Tuesday, January 3, 2012

Mindelo

(vista do Alto Fortim)

Mindelo é linda, quer dizer, Morada é linda. Lembra-me alguns centros portugueses. É limpa, organizada e agradável. Locais de convívio há-os aos montes. Os mendigos e os loucos fazem parte do cenário (se bem que os doentes mentais diminuíram, dizem devido ao espaço criado na Vila Nova para os albergar). Muitos turistas e emigrantes a passear pela cidade e a superlotar os bares e restaurantes. Questiono-me sobre a subsistência do sector de restauração em épocas outras, visto que, segundo o discurso de muitos nativos, dinheiro ka ten e a maioria desses espaços não são propriamente para a classe popular. Pela primeira vez na vida vi um serviço de transporte urbano organizado e a funcionar em Cabo Verde. Continuem assim...

(bairro da Bela Vista)

Saindo do centro, o cenário é bem diferente. Muita pobreza e desigualdade social. Bairros de lata, cidade cinzenta igualada à minha cidade capital, pontas de esquinas cheios de jovens e crianças ta kosa obu (o que explica em parte fenómenos emergentes). Do governo só ouvem falar na televisão da Praia (como diz uma das letras da malta do HipHopArt). Uma cidade parada foi o que encontrei. Soube do senhor Mirú (um sãovicentino militante da Nation of Islan com enorme influência na periferia, sobretudo no seio dos jovens - rappers e gangs juvenis emergentes) que um empresário e presidente de um clube de futebol deve quatro meses de salário a uma mãe de família. A mulher passou a ceia natalícia sem nada e os filhos só não procuraram o dito empresário para resolver a peleja porque ele responsabilizou-se a falar com o homem, disse-me Mirú. No entanto, o dito cujo não apareceu nem sequer deu cavaco. A senhora ganha seis mil escudos por mês, portanto, são apenas vinte e quatro mil escudos. Depois admira-se que a delinquência esteja a aumentar no Mindelo. Culpados os há e não são somente os jovens. O capitalismo gangster adoptado nos anos 1990 e consolidado nos anos 2000 dá nisso. Dizem alguns que Mindelo foi colonizada pelos "badios". Não concordo. Se formos sério, deixarmos o bairrismo de lado e analisarmos o peso regional no poleiro chamado Governo Lda - com as suas conglomerações públicas - veremos que a maioria dos cargos de chefia estão na mão dos "sanpadjudus". Ao invés de descentralizarem as políticas públicas para as suas ilhas, enchem o próprio bolso e os da clã. Poderiam muito bem fazer o inverso. Apostar na criação de emprego nas vilas e cidades periféricas em relação à Praia em vez de trazer os familiares e amigos para preencher postos e afins na cidade capital. De certeza, Mindelo sairia do marasmo em que se encontra. Aos escribas na emigração, venham sentir o pulsar do país, o seu quotidiano, antes de escreverem poemas sobre o asfalto e o betão reproduzidos pelas imagens da televisão controlada e estórias de jovens quadros no poleiro.

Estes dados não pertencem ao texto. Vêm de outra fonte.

use anyhow::Result;
use log::debug;
use rustc_hash::FxHashMap;

use crate::ast::Program;
use crate::backend::{Backend, PreparedBackend};
use crate::pcode::{self, Instruction, Item, Listing};
use crate::runtime::InputSource;

mod runtime;

pub use runtime::VmError;
use runtime::{VmResult, run_program};

#[derive(Debug, Clone, PartialEq)]
struct FunctionEntry {
    entry: usize,
    params: Vec<String>,
}

/// P-code ready to execute: one flat instruction array with labels resolved
/// to addresses and a table of function entry points.
#[derive(Debug, Clone, PartialEq)]
pub struct LoadedProgram {
    name: String,
    code: Vec<Instruction>,
    functions: FxHashMap<String, FunctionEntry>,
    main: usize,
}

impl LoadedProgram {
    pub fn name(&self) -> &str {
        &self.name
    }

    pub fn len(&self) -> usize {
        self.code.len()
    }

    pub fn is_empty(&self) -> bool {
        self.code.is_empty()
    }

    /// Runs from `MAIN` and returns the printed lines joined with `\n`.
    pub fn run(&self, input: InputSource) -> VmResult<String> {
        run_program(self, input)
    }
}

/// Decodes listing text and prepares it for execution.
pub fn load(text: &str) -> VmResult<LoadedProgram> {
    let listing: Listing = text.parse()?;
    load_listing(listing)
}

pub fn load_listing(listing: Listing) -> VmResult<LoadedProgram> {
    let mut name = String::new();
    let mut code = Vec::new();
    let mut functions = FxHashMap::default();
    let mut labels = FxHashMap::default();
    let mut main = None;

    for item in listing.items {
        match item {
            Item::Program(program_name) => name = program_name,
            Item::Func {
                name: function,
                params,
            } => {
                let entry = FunctionEntry {
                    entry: code.len(),
                    params,
                };
                if functions.insert(function.clone(), entry).is_some() {
                    return Err(VmError::DuplicateFunction { name: function });
                }
            }
            Item::Main => main = Some(code.len()),
            Item::Label(label) => {
                if labels.insert(label.clone(), code.len()).is_some() {
                    return Err(VmError::DuplicateLabel { label });
                }
            }
            Item::Op(instruction) => code.push(instruction),
        }
    }

    let main = main.ok_or(VmError::MissingMain)?;
    for instruction in &mut code {
        if let Some(label) = instruction.label_mut() {
            let address = labels.get(&label.name).copied().ok_or_else(|| {
                VmError::UnresolvedLabel {
                    label: label.name.clone(),
                }
            })?;
            label.address = Some(address);
        }
    }

    debug!(
        "loaded p-code for '{name}': {} instructions, {} functions, {} labels",
        code.len(),
        functions.len(),
        labels.len()
    );
    Ok(LoadedProgram {
        name,
        code,
        functions,
        main,
    })
}

/// Stack-machine backend: lowers the AST to p-code and executes the listing.
pub struct VM;

impl VM {
    pub fn new() -> Self {
        Self
    }
}

impl Default for VM {
    fn default() -> Self {
        Self::new()
    }
}

pub struct PreparedVM {
    program: LoadedProgram,
}

impl Backend for VM {
    fn name(&self) -> &'static str {
        "vm"
    }

    fn prepare(&self, program: &Program) -> Result<Box<dyn PreparedBackend>> {
        let listing = pcode::generate(program)?;
        Ok(Box::new(PreparedVM {
            program: load_listing(listing)?,
        }))
    }
}

impl PreparedBackend for PreparedVM {
    fn run(&self, input: InputSource) -> Result<String> {
        Ok(self.program.run(input)?)
    }
}
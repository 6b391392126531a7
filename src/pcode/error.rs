use thiserror::Error;

#[derive(Debug, Error, Clone, PartialEq, Eq)]
pub enum PcodeError {
    #[error("Address-of operand must be a variable, element or field")]
    InvalidAddressOperand,
    #[error("Unknown opcode '{opcode}' at instruction {line}")]
    UnknownOpcode { opcode: String, line: usize },
    #[error("Opcode '{opcode}' at instruction {line} expects {expected}")]
    MissingOperand {
        opcode: String,
        expected: &'static str,
        line: usize,
    },
    #[error("Invalid operand '{operand}' for '{opcode}' at instruction {line}")]
    InvalidOperand {
        opcode: String,
        operand: String,
        line: usize,
    },
}

pub type PcodeResult<T> = Result<T, PcodeError>;
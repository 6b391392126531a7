use thiserror::Error;

use crate::lexer::LexError;

#[derive(Debug, Error, Clone, PartialEq, Eq)]
pub enum ParseError {
    #[error(transparent)]
    Lex(#[from] LexError),
    #[error("Expected {expected}, got {found} at line {line}, column {column}")]
    UnexpectedToken {
        expected: String,
        found: String,
        line: usize,
        column: usize,
    },
}

pub type ParseResult<T> = Result<T, ParseError>;
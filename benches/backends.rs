mod common;

use criterion::{Criterion, black_box, criterion_group, criterion_main};

use l25::backend::backends;
use l25::runtime::InputSource;

fn bench_backends(c: &mut Criterion) {
    for workload in common::workloads() {
        let program = common::load_program(&workload);

        for backend in backends() {
            let name = backend.name();
            c.bench_function(&format!("backend_{name}_total_{}", workload.label), |b| {
                b.iter(|| {
                    let input = InputSource::from_text(&workload.input);
                    let output = backend.run(black_box(&program), input).expect("run");
                    black_box(output);
                })
            });

            c.bench_function(
                &format!("backend_{name}_execute_prepared_{}", workload.label),
                |b| {
                    let prepared = backend.prepare(&program).expect("prepare");
                    b.iter(|| {
                        let input = InputSource::from_text(&workload.input);
                        let output = prepared.run(input).expect("run");
                        black_box(output);
                    })
                },
            );
        }
    }
}

criterion_group!(benches, bench_backends);
criterion_main!(benches);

(em frente do Pont D'Água)

Foi o empreendedorismo científico exploratório que me levou desta vez ao Mindelo. Tentar perceber dois fenómenos urbanos: o movimento hip hop e a delinquência colectiva juvenil. O primeiro bem consolidado e o segundo em crescimento. E voltarei porque o tempo foi muito curto, embora enriquecedor. Desde já um obrigado ao colectivo HipHopArt, especialmente aos rappers Bacthart, Aloísio, DJ Letra, GG, o colectivo Bairro Turbelent, o beatmaker Rockus, a gang Black Enemy e todos aqueles cujos nomes esqueci, pelo passeio no Mindelo underground. Bom mesmo seria ver os investigadores (e seus aspirantes) da ilha mítica a explorarem esses fenómenos urbanos, uma vez que, estão em casa. Depois seria as trocas de informações e de interpretações...

P.S. A literatura claridosa criou o mito da cabo-verdianidade, longe de África, perto da Europa, somente atlânticos (do norte) ou macaronésia. A interiorização dessa ideia foi erradamente reproduzida por uma certa elite, auto-pensada superior, mas a base popular nunca foi na conversa e, actualmente, os jovens muito menos. Muito mais do que em Santiago, em São Vicente, a cultura afro-descendente é vivida fervorosamente no movimento rastafari, no carnaval, no fenómeno mandinga e nas demais manifestações culturais e populares. Um paradoxo... diz-me Bacthart.